Left Termination of the query pattern countstack_in_2(g, a) w.r.t. the given Prolog program could successfully be proven:

0 Prolog
1 PrologToPrologProblemTransformerProof (⇐)
2 Prolog
3 PrologToPiTRSProof (⇐)
4 PiTRS
5 DependencyPairsProof (⇔)
6 PiDP
7 DependencyGraphProof (⇔)
8 PiDP
9 UsableRulesProof (⇔)
10 PiDP
11 PiDPToQDPProof (⇐)
12 QDP
13 UsableRulesReductionPairsProof (⇔)
14 QDP
15 PisEmptyProof (⇔)
16 TRUE

(0) Obligation:

Clauses:

countstack(empty, 0).
countstack(S, X) :- ','(no(empty_stack(S)), ','(pop(S, nil), ','(popped(S, Pd), countstack(Pd, X)))).
countstack(S, s(X)) :- ','(no(empty_stack(S)), ','(pop(S, P), ','(no(empty_list(P)), ','(head(P, H), ','(tail(P, T), ','(popped(S, Pd), countstack(push(H, push(T, Pd)), X))))))).
pop(empty, X1).
pop(push(P, X2), P).
popped(empty, empty).
popped(push(X3, Pd), Pd).
head(nil, X4).
head(cons(H, X5), H).
tail(nil, nil).
tail(cons(X6, T), T).
empty_stack(empty).
empty_list(nil).
no(X) :- ','(X, ','(!, failure(a))).
no(X7).
failure(b).

Queries:

countstack(g,a).

(1) PrologToPrologProblemTransformerProof (SOUND transformation)

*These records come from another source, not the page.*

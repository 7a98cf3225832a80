/// Role Guard Middleware
///
/// Consumes the `Principal` attached by `AccessGate` and rejects callers whose
/// role does not meet the scope's requirement. Must be wrapped inside the gate
/// (registered before it with `.wrap`) so the principal is already present.

use actix_web::{
    dev::{forward_ready, Service, ServiceRequest, ServiceResponse, Transform},
    Error, HttpMessage,
};
use futures::future::LocalBoxFuture;
use std::rc::Rc;

use crate::auth::Principal;
use crate::error::{AppError, AuthError};
use crate::store::Role;

/// A rule over the caller's role
pub trait RoleRequirement: Clone + 'static {
    fn permits(&self, role: Role) -> bool;
}

/// Any authenticated user
#[derive(Debug, Clone, Copy, Default)]
pub struct AnyUser;

/// Only `Role::Admin`
#[derive(Debug, Clone, Copy, Default)]
pub struct AdminOnly;

impl RoleRequirement for AnyUser {
    fn permits(&self, _role: Role) -> bool {
        true
    }
}

impl RoleRequirement for AdminOnly {
    fn permits(&self, role: Role) -> bool {
        role == Role::Admin
    }
}

/// Check `principal` against `requirement`
pub fn authorize<R: RoleRequirement>(
    requirement: &R,
    principal: Option<&Principal>,
) -> Result<(), AuthError> {
    let principal = principal.ok_or(AuthError::Unauthenticated)?;

    if requirement.permits(principal.role) {
        Ok(())
    } else {
        tracing::warn!(
            identity = %principal.identity,
            role = %principal.role,
            "Insufficient role for route"
        );
        Err(AuthError::Forbidden)
    }
}

pub struct RequireRole<R> {
    requirement: R,
}

impl<R: RoleRequirement> RequireRole<R> {
    pub fn new(requirement: R) -> Self {
        Self { requirement }
    }
}

impl<S, B, R> Transform<S, ServiceRequest> for RequireRole<R>
where
    S: Service<ServiceRequest, Response = ServiceResponse<B>, Error = Error> + 'static,
    S::Future: 'static,
    B: 'static,
    R: RoleRequirement,
{
    type Response = ServiceResponse<B>;
    type Error = Error;
    type InitError = ();
    type Transform = RequireRoleService<S, R>;
    type Future = std::future::Ready<Result<Self::Transform, Self::InitError>>;

    fn new_transform(&self, service: S) -> Self::Future {
        std::future::ready(Ok(RequireRoleService {
            service: Rc::new(service),
            requirement: self.requirement.clone(),
        }))
    }
}

pub struct RequireRoleService<S, R> {
    service: Rc<S>,
    requirement: R,
}

impl<S, B, R> Service<ServiceRequest> for RequireRoleService<S, R>
where
    S: Service<ServiceRequest, Response = ServiceResponse<B>, Error = Error> + 'static,
    S::Future: 'static,
    B: 'static,
    R: RoleRequirement,
{
    type Response = ServiceResponse<B>;
    type Error = Error;
    type Future = LocalBoxFuture<'static, Result<Self::Response, Self::Error>>;

    forward_ready!(service);

    fn call(&self, req: ServiceRequest) -> Self::Future {
        let outcome = authorize(&self.requirement, req.extensions().get::<Principal>());

        match outcome {
            Ok(()) => {
                let service = self.service.clone();
                Box::pin(async move { service.call(req).await })
            }
            Err(e) => Box::pin(async move { Err(AppError::from(e).into()) }),
        }
    }
}

#[cfg(test)]
mod tests {
    use super::*;

    fn principal(role: Role) -> Principal {
        Principal {
            identity: "u1".to_string(),
            role,
        }
    }

    #[test]
    fn test_any_user_accepts_every_role() {
        assert!(authorize(&AnyUser, Some(&principal(Role::User))).is_ok());
        assert!(authorize(&AnyUser, Some(&principal(Role::Admin))).is_ok());
    }

    #[test]
    fn test_admin_only() {
        assert!(authorize(&AdminOnly, Some(&principal(Role::Admin))).is_ok());
        assert_eq!(
            authorize(&AdminOnly, Some(&principal(Role::User))),
            Err(AuthError::Forbidden)
        );
    }

    #[test]
    fn test_missing_principal_is_unauthenticated() {
        assert_eq!(authorize(&AnyUser, None), Err(AuthError::Unauthenticated));
        assert_eq!(authorize(&AdminOnly, None), Err(AuthError::Unauthenticated));
    }
}
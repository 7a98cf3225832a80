/// Middleware module
///
/// Request gating: access-token verification and role checks.

mod access_gate;
mod role_guard;

pub use access_gate::{access_token_from, AccessGate, ACCESS_TOKEN_COOKIE};
pub use role_guard::{authorize, AdminOnly, AnyUser, RequireRole, RoleRequirement};
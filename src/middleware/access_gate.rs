/// Access Gate Middleware
///
/// Validates the access token of every request in its scope and injects the
/// resulting `Principal` into request extensions for route handlers and the
/// role guard. The token is read from the `Authorization: Bearer` header, or
/// from the `accessToken` cookie when no header is present.
///
/// The gate fails closed: anything other than a verified, unexpired access
/// token is `AuthError::Unauthenticated`. It never touches the credential
/// store, so access tokens stay valid until they expire even after the
/// refresh token they were issued with has been rotated.

use actix_web::{
    dev::{forward_ready, Service, ServiceRequest, ServiceResponse, Transform},
    Error, HttpMessage, HttpRequest,
};
use futures::future::LocalBoxFuture;
use std::rc::Rc;
use std::sync::Arc;

use crate::auth::{AccessTokenCodec, Principal};
use crate::error::{AppError, AuthError};

pub const ACCESS_TOKEN_COOKIE: &str = "accessToken";

/// Gate for protected scopes
#[derive(Clone)]
pub struct AccessGate {
    tokens: Arc<AccessTokenCodec>,
}

impl AccessGate {
    pub fn new(tokens: Arc<AccessTokenCodec>) -> Self {
        Self { tokens }
    }

    /// Resolve the caller behind `token`
    pub fn admit(&self, token: Option<&str>) -> Result<Principal, AuthError> {
        let token = token.ok_or_else(|| {
            tracing::debug!("Request without access token");
            AuthError::Unauthenticated
        })?;

        self.tokens
            .verify(token)
            .map(|signed| Principal::from(signed.claims))
            .map_err(|e| {
                tracing::warn!(reason = %e, "Access token rejected");
                AuthError::Unauthenticated
            })
    }
}

/// Pull the access token from the header, falling back to the cookie
pub fn access_token_from(req: &HttpRequest) -> Option<String> {
    let from_header = req
        .headers()
        .get("Authorization")
        .and_then(|h| h.to_str().ok())
        .and_then(|h| h.strip_prefix("Bearer "))
        .map(str::trim)
        .filter(|token| !token.is_empty())
        .map(str::to_owned);

    from_header.or_else(|| {
        req.cookie(ACCESS_TOKEN_COOKIE)
            .map(|cookie| cookie.value().to_owned())
            .filter(|token| !token.is_empty())
    })
}

impl<S, B> Transform<S, ServiceRequest> for AccessGate
where
    S: Service<ServiceRequest, Response = ServiceResponse<B>, Error = Error> + 'static,
    S::Future: 'static,
    B: 'static,
{
    type Response = ServiceResponse<B>;
    type Error = Error;
    type InitError = ();
    type Transform = AccessGateService<S>;
    type Future = std::future::Ready<Result<Self::Transform, Self::InitError>>;

    fn new_transform(&self, service: S) -> Self::Future {
        std::future::ready(Ok(AccessGateService {
            service: Rc::new(service),
            gate: self.clone(),
        }))
    }
}

pub struct AccessGateService<S> {
    service: Rc<S>,
    gate: AccessGate,
}

impl<S, B> Service<ServiceRequest> for AccessGateService<S>
where
    S: Service<ServiceRequest, Response = ServiceResponse<B>, Error = Error> + 'static,
    S::Future: 'static,
    B: 'static,
{
    type Response = ServiceResponse<B>;
    type Error = Error;
    type Future = LocalBoxFuture<'static, Result<Self::Response, Self::Error>>;

    forward_ready!(service);

    fn call(&self, req: ServiceRequest) -> Self::Future {
        let token = access_token_from(req.request());

        match self.gate.admit(token.as_deref()) {
            Ok(principal) => {
                tracing::debug!(
                    identity = %principal.identity,
                    role = %principal.role,
                    "Access token accepted"
                );
                req.extensions_mut().insert(principal);

                let service = self.service.clone();
                Box::pin(async move { service.call(req).await })
            }
            Err(e) => Box::pin(async move { Err(AppError::from(e).into()) }),
        }
    }
}

#[cfg(test)]
mod tests {
    use super::*;
    use actix_web::cookie::Cookie;
    use actix_web::test as actix_test;
    use actix_web::{http::StatusCode, web, App, HttpResponse};
    use chrono::Duration;

    use crate::auth::{AccessClaims, TokenCodec};
    use crate::store::Role;

    fn codec() -> Arc<AccessTokenCodec> {
        Arc::new(TokenCodec::new(
            "test-access-secret-at-least-32-characters",
            Duration::minutes(15),
            "test",
        ))
    }

    fn token_for(codec: &AccessTokenCodec, identity: &str, role: Role) -> String {
        codec
            .issue(AccessClaims {
                sub: identity.to_string(),
                role,
            })
            .unwrap()
    }

    async fn whoami(principal: web::ReqData<Principal>) -> HttpResponse {
        HttpResponse::Ok().body(format!("{}:{}", principal.identity, principal.role))
    }

    #[test]
    fn test_admit_without_token() {
        let gate = AccessGate::new(codec());
        assert_eq!(gate.admit(None), Err(AuthError::Unauthenticated));
    }

    #[test]
    fn test_admit_valid_token() {
        let codec = codec();
        let gate = AccessGate::new(codec.clone());
        let token = token_for(&codec, "u1", Role::User);

        let principal = gate.admit(Some(&token)).unwrap();
        assert_eq!(principal.identity, "u1");
        assert_eq!(principal.role, Role::User);
    }

    #[test]
    fn test_admit_expired_token() {
        let codec = codec();
        let gate = AccessGate::new(codec.clone());
        let expired = codec
            .issue_for(
                AccessClaims {
                    sub: "u1".to_string(),
                    role: Role::User,
                },
                Duration::seconds(-5),
            )
            .unwrap();

        assert_eq!(gate.admit(Some(&expired)), Err(AuthError::Unauthenticated));
    }

    #[test]
    fn test_header_takes_precedence_over_cookie() {
        let req = actix_test::TestRequest::default()
            .insert_header(("Authorization", "Bearer from-header"))
            .cookie(Cookie::new(ACCESS_TOKEN_COOKIE, "from-cookie"))
            .to_http_request();
        assert_eq!(access_token_from(&req).as_deref(), Some("from-header"));

        let req = actix_test::TestRequest::default()
            .cookie(Cookie::new(ACCESS_TOKEN_COOKIE, "from-cookie"))
            .to_http_request();
        assert_eq!(access_token_from(&req).as_deref(), Some("from-cookie"));

        let req = actix_test::TestRequest::default()
            .insert_header(("Authorization", "Basic dTE6cGFzcw=="))
            .to_http_request();
        assert_eq!(access_token_from(&req), None);
    }

    #[actix_web::test]
    async fn test_middleware_attaches_principal() {
        let codec = codec();
        let app = actix_test::init_service(
            App::new()
                .wrap(AccessGate::new(codec.clone()))
                .route("/", web::get().to(whoami)),
        )
        .await;

        let req = actix_test::TestRequest::get()
            .uri("/")
            .insert_header(("Authorization", format!("Bearer {}", token_for(&codec, "u1", Role::Admin))))
            .to_request();
        let body = actix_test::call_and_read_body(&app, req).await;

        assert_eq!(body, "u1:Admin");
    }

    #[actix_web::test]
    async fn test_middleware_fails_closed() {
        let app = actix_test::init_service(
            App::new()
                .wrap(AccessGate::new(codec()))
                .route("/", web::get().to(whoami)),
        )
        .await;

        for header in [None, Some("Bearer garbage")] {
            let mut req = actix_test::TestRequest::get().uri("/");
            if let Some(value) = header {
                req = req.insert_header(("Authorization", value));
            }

            let status = match app.call(req.to_request()).await {
                Ok(res) => res.status(),
                Err(err) => err.error_response().status(),
            };
            assert_eq!(status, StatusCode::UNAUTHORIZED);
        }
    }
}
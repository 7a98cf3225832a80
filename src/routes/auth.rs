/// Authentication Routes
///
/// Handles registration, login, token refresh and logout.

use actix_web::cookie::{time, Cookie, SameSite};
use actix_web::{web, HttpRequest, HttpResponse, HttpResponseBuilder};
use serde::Deserialize;

use crate::auth::{AuthService, Principal, TokenPair};
use crate::configuration::ApplicationSettings;
use crate::error::{AppError, AuthError, ErrorContext};
use crate::middleware::ACCESS_TOKEN_COOKIE;
use crate::routes::UserResponse;
use crate::store::Role;

pub const REFRESH_TOKEN_COOKIE: &str = "refreshToken";

/// User registration request
#[derive(Deserialize)]
pub struct RegisterRequest {
    pub identity: String,
    pub password: String,
}

/// User login request
#[derive(Deserialize)]
pub struct LoginRequest {
    pub identity: String,
    pub password: String,
}

/// Token refresh request
#[derive(Deserialize)]
pub struct RefreshRequest {
    pub refresh_token: String,
}

fn auth_cookie(name: &'static str, value: String, settings: &ApplicationSettings) -> Cookie<'static> {
    let same_site = if settings.secure_cookies {
        SameSite::None
    } else {
        SameSite::Lax
    };

    Cookie::build(name, value)
        .path("/")
        .http_only(true)
        .secure(settings.secure_cookies)
        .same_site(same_site)
        .finish()
}

/// Attach both tokens of `pair` as httpOnly cookies
fn with_session_cookies(
    mut response: HttpResponseBuilder,
    pair: &TokenPair,
    refresh_lifetime: chrono::Duration,
    settings: &ApplicationSettings,
) -> HttpResponseBuilder {
    let mut access = auth_cookie(ACCESS_TOKEN_COOKIE, pair.access_token.clone(), settings);
    access.set_max_age(time::Duration::seconds(pair.expires_in));

    let mut refresh = auth_cookie(REFRESH_TOKEN_COOKIE, pair.refresh_token.clone(), settings);
    refresh.set_max_age(time::Duration::seconds(refresh_lifetime.num_seconds()));

    response.cookie(access).cookie(refresh);
    response
}

/// Expire both session cookies on the client
pub(super) fn with_cleared_cookies(
    mut response: HttpResponseBuilder,
    settings: &ApplicationSettings,
) -> HttpResponseBuilder {
    for name in [ACCESS_TOKEN_COOKIE, REFRESH_TOKEN_COOKIE] {
        let mut cookie = auth_cookie(name, String::new(), settings);
        cookie.make_removal();
        response.cookie(cookie);
    }
    response
}

/// POST /auth/register
///
/// Create a user with `Role::User`.
///
/// # Errors
/// - 400: invalid identity or weak password
/// - 409: identity already registered
/// - 503: credential store unavailable
pub async fn register(
    form: web::Json<RegisterRequest>,
    service: web::Data<AuthService>,
) -> Result<HttpResponse, AppError> {
    let context = ErrorContext::new("user_registration");

    let record = service
        .register(&form.identity, &form.password, Role::User)
        .await
        .map_err(|e| {
            context.log_error(&e);
            e
        })?;

    tracing::info!(
        request_id = %context.request_id,
        identity = %record.identity,
        "Registration completed"
    );

    Ok(HttpResponse::Created().json(UserResponse::from(&record)))
}

/// POST /auth/login
///
/// Returns the token pair as JSON and sets it as cookies.
///
/// # Errors
/// - 401: unknown identity or wrong password (indistinguishable)
/// - 503: credential store unavailable
pub async fn login(
    form: web::Json<LoginRequest>,
    service: web::Data<AuthService>,
    settings: web::Data<ApplicationSettings>,
) -> Result<HttpResponse, AppError> {
    let context = ErrorContext::new("user_login").with_identity(form.identity.clone());

    let pair = service
        .login(&form.identity, &form.password)
        .await
        .map_err(|e| {
            let e = AppError::from(e);
            context.log_error(&e);
            e
        })?;

    tracing::info!(request_id = %context.request_id, "Login completed");

    Ok(with_session_cookies(
        HttpResponse::Ok(),
        &pair,
        service.refresh_token_lifetime(),
        &settings,
    )
    .json(pair))
}

/// POST /auth/refresh
///
/// Rotates the refresh token taken from the JSON body or, failing that, the
/// `refreshToken` cookie. The presented token is dead afterwards.
///
/// # Errors
/// - 401: missing, invalid, expired or superseded refresh token
/// - 503: credential store unavailable
pub async fn refresh(
    req: HttpRequest,
    form: Option<web::Json<RefreshRequest>>,
    service: web::Data<AuthService>,
    settings: web::Data<ApplicationSettings>,
) -> Result<HttpResponse, AppError> {
    let context = ErrorContext::new("token_refresh");

    let presented = form
        .map(|form| form.into_inner().refresh_token)
        .or_else(|| req.cookie(REFRESH_TOKEN_COOKIE).map(|c| c.value().to_owned()))
        .filter(|token| !token.is_empty())
        .ok_or(AuthError::Unauthorized)?;

    let pair = service.refresh(&presented).await?;

    tracing::info!(request_id = %context.request_id, "Token refresh completed");

    Ok(with_session_cookies(
        HttpResponse::Ok(),
        &pair,
        service.refresh_token_lifetime(),
        &settings,
    )
    .json(pair))
}

/// POST /auth/logout
///
/// **Requires a valid access token.** Forgets the stored refresh token and
/// clears both cookies. Access tokens already issued stay valid until they
/// expire.
pub async fn logout(
    principal: web::ReqData<Principal>,
    service: web::Data<AuthService>,
    settings: web::Data<ApplicationSettings>,
) -> Result<HttpResponse, AppError> {
    service.logout(&principal.identity).await?;

    Ok(with_cleared_cookies(HttpResponse::NoContent(), &settings).finish())
}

Built Prolog problem from termination graph.

(2) Obligation:

Clauses:

countstack1(empty, 0).
countstack1(push(nil, T10), T5) :- countstack1(T10, T5).
countstack1(push(cons(T24, T25), T26), s(T13)) :- countstack1(push(T24, push(T25, T26)), T13).

Queries:

countstack1(g,a).

(3) PrologToPiTRSProof (SOUND transformation)

We use the technique of [LOPSTR]. With regard to the inferred argument filtering the predicates were used in the following modes:
countstack1_in: (b,f)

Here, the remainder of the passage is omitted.